**Prompt:** Starting with the line that contains "fn thin() ->" and stopping after the line that contains "draw_outline(&mut canvas, &segment, &thin());", return each line below exactly as written, with no others.

**Records to use:**

// Re-export core types
pub mod core;
pub use self::core::*;

// Re-export processing types
pub mod processing;
pub use processing::*;

pub mod viewer;
pub use viewer::*;

// Keep error module at the top level
pub mod error;
pub use error::{Result, ScanError};
use image::{Rgb, RgbImage};
use imageproc::drawing::draw_line_segment_mut;
use tracing::debug;

use crate::{Config, Point};

/// How detection outlines are stroked
#[derive(Debug, Clone, Copy, PartialEq, Eq)]
pub struct OutlineStyle {
    pub color: Rgb<u8>,
    pub thickness: u32,
}

impl Default for OutlineStyle {
    fn default() -> Self {
        Self {
            color: Rgb([0, 255, 0]),
            thickness: 3,
        }
    }
}

impl From<&Config> for OutlineStyle {
    fn from(config: &Config) -> Self {
        Self {
            color: Rgb(config.line_color),
            thickness: config.line_thickness.max(1),
        }
    }
}

/// Draw `outline` onto `canvas` as a closed polyline
///
/// The last point is joined back to the first. Parts falling outside the
/// canvas are clipped.
pub fn draw_outline(canvas: &mut RgbImage, outline: &[Point], style: &OutlineStyle) {
    if outline.is_empty() {
        return;
    }
    debug!("Drawing {}-point outline", outline.len());

    let thickness = i32::try_from(style.thickness.max(1)).unwrap_or(i32::MAX);
    let low = -(thickness - 1) / 2;
    let high = thickness / 2;

    // a segment needs one edge, not a there-and-back pair
    let edge_count = if outline.len() <= 2 { 1 } else { outline.len() };
    let edges = outline.iter().zip(outline.iter().cycle().skip(1)).take(edge_count);

    for (start, end) in edges {
        for dx in low..=high {
            for dy in low..=high {
                draw_line_segment_mut(
                    canvas,
                    (start.x.saturating_add(dx) as f32, start.y.saturating_add(dy) as f32),
                    (end.x.saturating_add(dx) as f32, end.y.saturating_add(dy) as f32),
                    style.color,
                );
            }
        }
    }
}

#[cfg(test)]
mod tests {
    use super::*;

    const GREEN: Rgb<u8> = Rgb([0, 255, 0]);
    const BLACK: Rgb<u8> = Rgb([0, 0, 0]);

    fn thin() -> OutlineStyle {
        OutlineStyle {
            color: GREEN,
            thickness: 1,
        }
    }

    #[test]
    fn test_closed_square() {
        let mut canvas = RgbImage::new(20, 20);
        let square = [(2, 2), (10, 2), (10, 10), (2, 10)].map(Point::from);
        draw_outline(&mut canvas, &square, &thin());

        assert_eq!(*canvas.get_pixel(6, 2), GREEN);
        assert_eq!(*canvas.get_pixel(10, 6), GREEN);
        assert_eq!(*canvas.get_pixel(6, 10), GREEN);
        // closing edge back to the first point
        assert_eq!(*canvas.get_pixel(2, 6), GREEN);
        assert_eq!(*canvas.get_pixel(6, 6), BLACK);
    }

    #[test]
    fn test_thickness_widens_stroke() {
        let mut canvas = RgbImage::new(20, 20);
        let square = [(5, 5), (15, 5), (15, 15), (5, 15)].map(Point::from);
        draw_outline(&mut canvas, &square, &OutlineStyle::default());

        assert_eq!(*canvas.get_pixel(10, 4), GREEN);
        assert_eq!(*canvas.get_pixel(10, 5), GREEN);
        assert_eq!(*canvas.get_pixel(10, 6), GREEN);
        assert_eq!(*canvas.get_pixel(10, 8), BLACK);
    }

    #[test]
    fn test_out_of_bounds_is_clipped() {
        let mut canvas = RgbImage::new(10, 10);
        let outline = [(-5, -5), (50, -5), (50, 5), (-5, 5)].map(Point::from);
        draw_outline(&mut canvas, &outline, &thin());
        assert_eq!(*canvas.get_pixel(3, 5), GREEN);
    }

    #[test]
    fn test_empty_outline_draws_nothing() {
        let mut canvas = RgbImage::new(4, 4);
        draw_outline(&mut canvas, &[], &thin());
        assert!(canvas.pixels().all(|p| *p == BLACK));
    }

    #[test]
    fn test_single_point_draws_dot() {
        let mut canvas = RgbImage::new(8, 8);
        draw_outline(&mut canvas, &[Point::new(3, 3)], &thin());

        assert_eq!(*canvas.get_pixel(3, 3), GREEN);
        assert_eq!(canvas.pixels().filter(|p| **p == GREEN).count(), 1);
    }

    #[test]
    fn test_two_points_draw_one_segment() {
        let mut canvas = RgbImage::new(10, 4);
        let segment = [(1, 1), (8, 1)].map(Point::from);
        draw_outline(&mut canvas, &segment, &thin());

        assert!((1..=8).all(|x| *canvas.get_pixel(x, 1) == GREEN));
        assert_eq!(canvas.pixels().filter(|p| **p == GREEN).count(), 8);
    }

    #[test]
    fn test_style_from_config() {
        let config = Config {
            line_color: [255, 0, 0],
            line_thickness: 2,
            ..Config::default()
        };
        let style = OutlineStyle::from(&config);
        assert_eq!(style.color, Rgb([255, 0, 0]));
        assert_eq!(style.thickness, 2);
    }
}
use directories::ProjectDirs;
use serde::{Deserialize, Serialize};
use std::path::{Path, PathBuf};
use tracing::debug;

use super::detection::FailurePolicy;
use crate::error::{Result, ScanError};

pub const MAX_LINE_THICKNESS: u32 = 64;

/// Configuration for the qrscan scanner
#[derive(Debug, Clone, PartialEq, Eq, Serialize, Deserialize)]
#[serde(default)]
pub struct Config {
    /// Title of the window showing the annotated image
    pub window_title: String,
    /// RGB colour of the drawn outlines
    pub line_color: [u8; 3],
    /// Outline thickness in pixels, between 1 and [`MAX_LINE_THICKNESS`]
    pub line_thickness: u32,
    /// Whether to show the annotated image at all
    pub display: bool,
    /// Handling of payloads that are not valid UTF-8
    pub policy: FailurePolicy,
}

impl Default for Config {
    fn default() -> Self {
        Self {
            window_title: "Detected QR Code".to_string(),
            line_color: [0, 255, 0],
            line_thickness: 3,
            display: true,
            policy: FailurePolicy::Strict,
        }
    }
}

impl Config {
    /// Load configuration from `path`, or from the platform config directory
    /// when no path is given
    ///
    /// # Errors
    ///
    /// Returns an error if:
    /// - An explicit path cannot be read
    /// - The file is not valid JSON for this structure
    /// - The resulting values fail validation
    pub fn load(path: Option<&Path>) -> Result<Self> {
        let config = match path {
            Some(path) => Self::from_file(path)?,
            None => match Self::default_path().filter(|p| p.exists()) {
                Some(path) => Self::from_file(&path)?,
                None => {
                    debug!("No config file found, using defaults");
                    Self::default()
                }
            },
        };
        config.validate()?;
        Ok(config)
    }

    /// `config.json` in the platform config directory
    #[must_use]
    pub fn default_path() -> Option<PathBuf> {
        ProjectDirs::from("com", "qrscan", "qrscan").map(|dirs| dirs.config_dir().join("config.json"))
    }

    fn from_file(path: &Path) -> Result<Self> {
        debug!("Loading config from: {}", path.display());
        let text = std::fs::read_to_string(path)?;
        Ok(serde_json::from_str(&text)?)
    }

    /// # Errors
    ///
    /// Returns an error if the line thickness is out of range
    pub fn validate(&self) -> Result<()> {
        if !(1..=MAX_LINE_THICKNESS).contains(&self.line_thickness) {
            return Err(ScanError::Config(format!(
                "line_thickness must be between 1 and {}, got {}",
                MAX_LINE_THICKNESS, self.line_thickness
            )));
        }
        Ok(())
    }
}
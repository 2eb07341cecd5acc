pub mod annotate;
pub mod decoder;
pub mod geometry;
pub mod scanner;

pub use annotate::*;
pub use decoder::*;
pub use scanner::*;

**Expected output:**
    fn thin() -> OutlineStyle {
        OutlineStyle {
            color: GREEN,
            thickness: 1,
        }
    }

    #[test]
    fn test_closed_square() {
        let mut canvas = RgbImage::new(20, 20);
        let square = [(2, 2), (10, 2), (10, 10), (2, 10)].map(Point::from);
        draw_outline(&mut canvas, &square, &thin());

        assert_eq!(*canvas.get_pixel(6, 2), GREEN);
        assert_eq!(*canvas.get_pixel(10, 6), GREEN);
        assert_eq!(*canvas.get_pixel(6, 10), GREEN);
        // closing edge back to the first point
        assert_eq!(*canvas.get_pixel(2, 6), GREEN);
        assert_eq!(*canvas.get_pixel(6, 6), BLACK);
    }

    #[test]
    fn test_thickness_widens_stroke() {
        let mut canvas = RgbImage::new(20, 20);
        let square = [(5, 5), (15, 5), (15, 15), (5, 15)].map(Point::from);
        draw_outline(&mut canvas, &square, &OutlineStyle::default());

        assert_eq!(*canvas.get_pixel(10, 4), GREEN);
        assert_eq!(*canvas.get_pixel(10, 5), GREEN);
        assert_eq!(*canvas.get_pixel(10, 6), GREEN);
        assert_eq!(*canvas.get_pixel(10, 8), BLACK);
    }

    #[test]
    fn test_out_of_bounds_is_clipped() {
        let mut canvas = RgbImage::new(10, 10);
        let outline = [(-5, -5), (50, -5), (50, 5), (-5, 5)].map(Point::from);
        draw_outline(&mut canvas, &outline, &thin());
        assert_eq!(*canvas.get_pixel(3, 5), GREEN);
    }

    #[test]
    fn test_empty_outline_draws_nothing() {
        let mut canvas = RgbImage::new(4, 4);
        draw_outline(&mut canvas, &[], &thin());
        assert!(canvas.pixels().all(|p| *p == BLACK));
    }

    #[test]
    fn test_single_point_draws_dot() {
        let mut canvas = RgbImage::new(8, 8);
        draw_outline(&mut canvas, &[Point::new(3, 3)], &thin());

        assert_eq!(*canvas.get_pixel(3, 3), GREEN);
        assert_eq!(canvas.pixels().filter(|p| **p == GREEN).count(), 1);
    }

    #[test]
    fn test_two_points_draw_one_segment() {
        let mut canvas = RgbImage::new(10, 4);
        let segment = [(1, 1), (8, 1)].map(Point::from);
        draw_outline(&mut canvas, &segment, &thin());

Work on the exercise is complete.